M Isambert et al. J Visc Surg. 2011 Apr.

Abstract

Cancer of the gallbladder, a rare entity with a poor prognosis, is often discovered incidentally during or after cholecystectomy. It tends to disseminate early via lymphatic, peritoneal, endobiliary, and hematogenous pathways. Diagnosis is made intra-operatively in only a quarter of cases, by examination of the opened cholecystectomy specimen in the operating room by the surgeon; this procedure should be routine. For incidentally-discovered cancers, survival was 28% at five years. Prognostic factors include age, TNM stage, gallbladder perforation during cholecystectomy and less-than-optimal resection at re-operation.

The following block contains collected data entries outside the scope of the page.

//! Data-quality checks on the ingested batch.
//!
//! Informational only: a report is attached to the run result and logged,
//! it never blocks a run. Each failing check is one issue, whatever the
//! number of rows behind it.
//!
//! quality_score = max(0, 100 − 15·errors − 5·warnings)

use crate::model::{Customer, Transaction};
use chrono::NaiveDateTime;
use serde::{Deserialize, Serialize};
use std::collections::HashSet;

// ── Constants ────────────────────────────────────────────────────────────────

const ERROR_PENALTY: f64 = 15.0;
const WARNING_PENALTY: f64 = 5.0;
const LARGE_AMOUNT: f64 = 10_000_000.0;

#[derive(Debug, Clone, Copy, PartialEq, Eq, Serialize, Deserialize)]
#[serde(rename_all = "snake_case")]
pub enum Severity {
    Error,
    Warning,
}

#[derive(Debug, Clone, PartialEq, Serialize, Deserialize)]
pub struct QualityIssue {
    pub severity: Severity,
    pub field: String,
    pub message: String,
    pub count: usize,
}

#[derive(Debug, Clone, PartialEq, Serialize, Deserialize)]
pub struct DataQualityReport {
    pub total_rows: usize,
    pub issues: Vec<QualityIssue>,
    pub warnings: Vec<QualityIssue>,
    pub quality_score: f64,
    /// Rows not named by any issue or warning (lower bound when checks overlap).
    pub clean_rows: usize,
}

impl DataQualityReport {
    fn build(total_rows: usize, found: Vec<QualityIssue>) -> Self {
        let (issues, warnings): (Vec<_>, Vec<_>) =
            found.into_iter().partition(|i| i.severity == Severity::Error);
        let quality_score = (100.0
            - ERROR_PENALTY * issues.len() as f64
            - WARNING_PENALTY * warnings.len() as f64)
            .max(0.0);
        let flagged: usize = issues.iter().chain(&warnings).map(|i| i.count).sum();
        Self {
            total_rows,
            issues,
            warnings,
            quality_score,
            clean_rows: total_rows.saturating_sub(flagged),
        }
    }

    pub fn is_valid(&self) -> bool {
        self.issues.is_empty()
    }
}

fn check(
    found: &mut Vec<QualityIssue>,
    severity: Severity,
    field: &str,
    count: usize,
    message: impl FnOnce(usize) -> String,
) {
    if count > 0 {
        found.push(QualityIssue {
            severity,
            field: field.into(),
            message: message(count),
            count,
        });
    }
}

pub fn validate_transactions(transactions: &[Transaction], now: NaiveDateTime) -> DataQualityReport {
    let mut found = Vec::new();

    let mut seen = HashSet::new();
    let dupes = transactions
        .iter()
        .filter(|t| !seen.insert(t.transaction_id.as_str()))
        .count();
    check(&mut found, Severity::Error, "transaction_id", dupes, |n| {
        format!("{n} duplicate transaction IDs found")
    });

    let missing_customer = transactions
        .iter()
        .filter(|t| t.customer_id.trim().is_empty())
        .count();
    check(&mut found, Severity::Error, "customer_id", missing_customer, |n| {
        format!("{n} transactions missing customer_id")
    });

    let bad_amount = transactions.iter().filter(|t| !t.amount.is_finite()).count();
    check(&mut found, Severity::Error, "amount", bad_amount, |n| {
        format!("{n} transactions have a non-numeric amount")
    });

    let zero = transactions.iter().filter(|t| t.amount == 0.0).count();
    check(&mut found, Severity::Warning, "amount", zero, |n| {
        format!("{n} transactions have zero amount")
    });

    let large = transactions
        .iter()
        .filter(|t| t.amount.is_finite() && t.amount.abs() > LARGE_AMOUNT)
        .count();
    check(&mut found, Severity::Warning, "amount", large, |n| {
        format!("{n} transactions exceed {LARGE_AMOUNT}")
    });

    let future = transactions.iter().filter(|t| t.timestamp > now).count();
    check(&mut found, Severity::Warning, "transaction_date", future, |n| {
        format!("{n} transactions are future-dated")
    });

    let expired = transactions.iter().filter(|t| t.is_expired(now)).count();
    check(&mut found, Severity::Warning, "expires_at", expired, |n| {
        format!("{n} transactions are past their retention expiry")
    });

    let report = DataQualityReport::build(transactions.len(), found);
    log::info!(
        "quality: transactions rows={} score={} errors={} warnings={}",
        report.total_rows,
        report.quality_score,
        report.issues.len(),
        report.warnings.len()
    );
    report
}

pub fn validate_customers(customers: &[Customer], now: NaiveDateTime) -> DataQualityReport {
    let mut found = Vec::new();

    let mut seen = HashSet::new();
    let dupes = customers
        .iter()
        .filter(|c| !seen.insert(c.customer_id.as_str()))
        .count();
    check(&mut found, Severity::Error, "customer_id", dupes, |n| {
        format!("{n} duplicate customer IDs found")
    });

    let missing_id = customers
        .iter()
        .filter(|c| c.customer_id.trim().is_empty())
        .count();
    check(&mut found, Severity::Error, "customer_id", missing_id, |n| {
        format!("{n} customers missing customer_id")
    });

    let missing_name = customers.iter().filter(|c| c.name.is_none()).count();
    check(&mut found, Severity::Warning, "customer_name", missing_name, |n| {
        format!("{n} customers missing name")
    });

    let expired = customers.iter().filter(|c| c.is_expired(now)).count();
    check(&mut found, Severity::Warning, "expires_at", expired, |n| {
        format!("{n} customers are past their retention expiry")
    });

    let report = DataQualityReport::build(customers.len(), found);
    log::info!(
        "quality: customers rows={} score={} errors={} warnings={}",
        report.total_rows,
        report.quality_score,
        report.issues.len(),
        report.warnings.len()
    );
    report
}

Whether the laparoscopic route for the initial cholecystectomy has an impact on survival remains a subject of debate. R0 surgery is the only potentially curative treatment: simple cholecystectomy with clear margins is adequate resection for stage T1a tumors; extended cholecystectomy with lymphadenectomy and possibly resection of the bile duct is required for more advanced stages. After curative resection, neo-adjuvant or adjuvant chemotherapy and radiotherapy have not, so far, proven effective. Improvement of surgical practices (systematic review of cholecystectomy specimens in the OR, prevention of gallbladder perforation with bile spillage during surgery, early re-intervention for optimal resection) could improve the prognosis of these cancers.